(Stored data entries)
>>>>
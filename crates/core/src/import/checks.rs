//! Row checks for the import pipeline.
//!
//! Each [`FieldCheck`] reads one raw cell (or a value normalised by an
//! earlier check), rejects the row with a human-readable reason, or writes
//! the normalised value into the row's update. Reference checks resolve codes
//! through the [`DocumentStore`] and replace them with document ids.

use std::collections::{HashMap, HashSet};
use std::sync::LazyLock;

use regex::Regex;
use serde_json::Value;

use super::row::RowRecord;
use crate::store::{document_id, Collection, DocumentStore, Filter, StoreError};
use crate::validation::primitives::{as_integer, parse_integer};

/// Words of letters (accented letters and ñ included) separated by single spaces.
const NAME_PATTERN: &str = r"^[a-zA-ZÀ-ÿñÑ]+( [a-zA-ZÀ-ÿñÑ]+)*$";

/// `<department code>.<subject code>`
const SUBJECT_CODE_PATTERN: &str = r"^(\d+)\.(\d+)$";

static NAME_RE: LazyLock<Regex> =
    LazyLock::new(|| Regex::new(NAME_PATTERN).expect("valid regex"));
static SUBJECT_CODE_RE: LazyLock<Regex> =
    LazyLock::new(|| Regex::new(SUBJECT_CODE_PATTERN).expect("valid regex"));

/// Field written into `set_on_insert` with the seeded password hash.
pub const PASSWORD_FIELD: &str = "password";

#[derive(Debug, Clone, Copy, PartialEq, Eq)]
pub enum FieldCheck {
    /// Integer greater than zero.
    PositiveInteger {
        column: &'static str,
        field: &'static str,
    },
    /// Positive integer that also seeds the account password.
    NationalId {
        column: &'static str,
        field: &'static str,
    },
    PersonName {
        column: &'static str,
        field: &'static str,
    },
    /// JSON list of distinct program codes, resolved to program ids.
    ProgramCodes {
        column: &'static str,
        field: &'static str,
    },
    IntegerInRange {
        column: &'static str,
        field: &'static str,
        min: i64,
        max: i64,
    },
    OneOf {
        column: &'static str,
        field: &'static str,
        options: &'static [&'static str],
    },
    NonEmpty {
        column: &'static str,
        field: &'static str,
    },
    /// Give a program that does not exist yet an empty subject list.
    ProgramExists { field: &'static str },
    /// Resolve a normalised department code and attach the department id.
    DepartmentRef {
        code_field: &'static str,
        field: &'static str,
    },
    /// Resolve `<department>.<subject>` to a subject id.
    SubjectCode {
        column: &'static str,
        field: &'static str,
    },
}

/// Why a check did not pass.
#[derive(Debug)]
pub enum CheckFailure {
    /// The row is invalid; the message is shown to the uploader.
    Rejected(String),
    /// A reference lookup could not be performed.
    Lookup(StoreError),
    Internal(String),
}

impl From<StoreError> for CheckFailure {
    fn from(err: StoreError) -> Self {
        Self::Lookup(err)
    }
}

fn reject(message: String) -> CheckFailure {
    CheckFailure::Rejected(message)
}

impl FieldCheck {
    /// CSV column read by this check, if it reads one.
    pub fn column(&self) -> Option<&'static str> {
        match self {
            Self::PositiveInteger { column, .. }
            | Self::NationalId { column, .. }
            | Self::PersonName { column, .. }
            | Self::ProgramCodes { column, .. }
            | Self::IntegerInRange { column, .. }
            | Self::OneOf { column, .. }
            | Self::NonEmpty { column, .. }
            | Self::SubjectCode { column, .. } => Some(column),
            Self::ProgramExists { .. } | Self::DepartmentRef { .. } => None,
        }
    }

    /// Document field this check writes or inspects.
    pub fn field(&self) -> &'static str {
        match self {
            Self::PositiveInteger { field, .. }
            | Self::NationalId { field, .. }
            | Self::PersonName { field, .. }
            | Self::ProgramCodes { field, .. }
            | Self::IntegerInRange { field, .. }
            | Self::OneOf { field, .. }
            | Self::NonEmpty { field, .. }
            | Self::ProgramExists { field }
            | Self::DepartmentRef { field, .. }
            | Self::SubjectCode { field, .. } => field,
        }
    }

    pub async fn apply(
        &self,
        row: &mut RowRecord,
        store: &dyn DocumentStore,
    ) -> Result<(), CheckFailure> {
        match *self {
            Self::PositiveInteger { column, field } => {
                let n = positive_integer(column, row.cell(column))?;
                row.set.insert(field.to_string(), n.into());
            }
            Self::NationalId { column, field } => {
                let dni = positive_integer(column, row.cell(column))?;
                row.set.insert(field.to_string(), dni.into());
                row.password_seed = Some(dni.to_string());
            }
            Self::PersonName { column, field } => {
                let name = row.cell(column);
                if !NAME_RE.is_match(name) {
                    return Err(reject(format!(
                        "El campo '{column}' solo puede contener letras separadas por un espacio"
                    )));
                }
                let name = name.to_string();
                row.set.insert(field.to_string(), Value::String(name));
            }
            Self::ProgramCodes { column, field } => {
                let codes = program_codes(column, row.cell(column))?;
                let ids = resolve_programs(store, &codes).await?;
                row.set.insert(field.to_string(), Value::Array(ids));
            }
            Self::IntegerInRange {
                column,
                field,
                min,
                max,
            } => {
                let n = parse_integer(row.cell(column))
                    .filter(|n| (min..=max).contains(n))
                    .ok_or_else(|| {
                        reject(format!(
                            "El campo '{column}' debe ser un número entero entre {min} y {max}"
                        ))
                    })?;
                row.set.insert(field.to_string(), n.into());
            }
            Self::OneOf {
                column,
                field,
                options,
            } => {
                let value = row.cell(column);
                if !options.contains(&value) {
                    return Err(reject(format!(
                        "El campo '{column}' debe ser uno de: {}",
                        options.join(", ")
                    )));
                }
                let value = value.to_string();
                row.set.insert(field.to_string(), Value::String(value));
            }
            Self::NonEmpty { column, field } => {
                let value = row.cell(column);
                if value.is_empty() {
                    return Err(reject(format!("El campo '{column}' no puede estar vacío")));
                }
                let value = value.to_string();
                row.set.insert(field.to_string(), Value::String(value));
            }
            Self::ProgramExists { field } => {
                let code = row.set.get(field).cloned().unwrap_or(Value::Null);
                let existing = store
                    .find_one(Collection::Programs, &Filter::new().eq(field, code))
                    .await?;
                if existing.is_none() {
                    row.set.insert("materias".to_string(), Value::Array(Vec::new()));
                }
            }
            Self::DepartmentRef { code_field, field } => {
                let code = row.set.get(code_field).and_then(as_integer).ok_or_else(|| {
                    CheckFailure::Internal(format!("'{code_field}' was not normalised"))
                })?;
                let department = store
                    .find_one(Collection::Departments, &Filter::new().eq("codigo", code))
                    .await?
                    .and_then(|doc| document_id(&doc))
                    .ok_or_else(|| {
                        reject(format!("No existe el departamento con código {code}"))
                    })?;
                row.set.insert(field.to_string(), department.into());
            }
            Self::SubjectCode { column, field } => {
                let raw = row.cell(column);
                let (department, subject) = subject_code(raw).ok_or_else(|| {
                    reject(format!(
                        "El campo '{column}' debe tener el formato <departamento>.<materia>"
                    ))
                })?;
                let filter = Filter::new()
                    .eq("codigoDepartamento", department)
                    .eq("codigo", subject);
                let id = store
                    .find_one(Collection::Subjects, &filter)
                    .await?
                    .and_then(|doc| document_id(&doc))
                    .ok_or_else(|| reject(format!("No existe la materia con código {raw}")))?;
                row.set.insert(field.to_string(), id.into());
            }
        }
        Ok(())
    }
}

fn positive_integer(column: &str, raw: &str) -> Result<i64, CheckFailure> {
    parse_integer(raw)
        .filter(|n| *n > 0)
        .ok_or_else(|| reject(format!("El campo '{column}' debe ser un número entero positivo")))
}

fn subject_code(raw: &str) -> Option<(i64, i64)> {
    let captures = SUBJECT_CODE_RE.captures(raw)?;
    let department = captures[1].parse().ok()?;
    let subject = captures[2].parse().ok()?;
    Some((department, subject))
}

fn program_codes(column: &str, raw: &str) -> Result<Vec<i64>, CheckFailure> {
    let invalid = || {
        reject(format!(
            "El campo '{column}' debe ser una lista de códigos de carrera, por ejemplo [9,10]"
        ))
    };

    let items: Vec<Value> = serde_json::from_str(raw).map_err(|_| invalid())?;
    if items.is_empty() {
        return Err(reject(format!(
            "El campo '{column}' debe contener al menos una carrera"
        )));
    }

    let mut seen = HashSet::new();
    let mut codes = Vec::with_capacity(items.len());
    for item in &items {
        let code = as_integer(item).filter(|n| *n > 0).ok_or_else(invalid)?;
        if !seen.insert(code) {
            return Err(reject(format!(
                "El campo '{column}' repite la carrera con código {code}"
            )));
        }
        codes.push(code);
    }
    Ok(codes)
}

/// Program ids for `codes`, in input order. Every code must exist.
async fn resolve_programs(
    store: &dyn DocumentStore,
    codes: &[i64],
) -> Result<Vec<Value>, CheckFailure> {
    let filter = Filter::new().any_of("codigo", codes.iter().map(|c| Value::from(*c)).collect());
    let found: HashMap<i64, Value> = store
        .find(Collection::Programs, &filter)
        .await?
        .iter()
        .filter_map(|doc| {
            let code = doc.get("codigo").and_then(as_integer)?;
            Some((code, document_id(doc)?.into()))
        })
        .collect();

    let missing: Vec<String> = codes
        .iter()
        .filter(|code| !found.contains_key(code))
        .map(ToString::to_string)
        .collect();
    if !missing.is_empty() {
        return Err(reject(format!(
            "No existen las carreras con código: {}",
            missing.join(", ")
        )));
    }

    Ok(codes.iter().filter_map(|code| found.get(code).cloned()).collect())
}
<<<<
- [WHAT THIS TASK INVOLVES]:
The lines above, from the first through the one containing "with document ids.", must be restated word for word, with nothing added.

- [RESULT]:
filename crates/core/src/import/checks.rs
//! Row checks for the import pipeline.
//!
//! Each [`FieldCheck`] reads one raw cell (or a value normalised by an
//! earlier check), rejects the row with a human-readable reason, or writes
//! the normalised value into the row's update. Reference checks resolve codes
//! through the [`DocumentStore`] and replace them with document ids.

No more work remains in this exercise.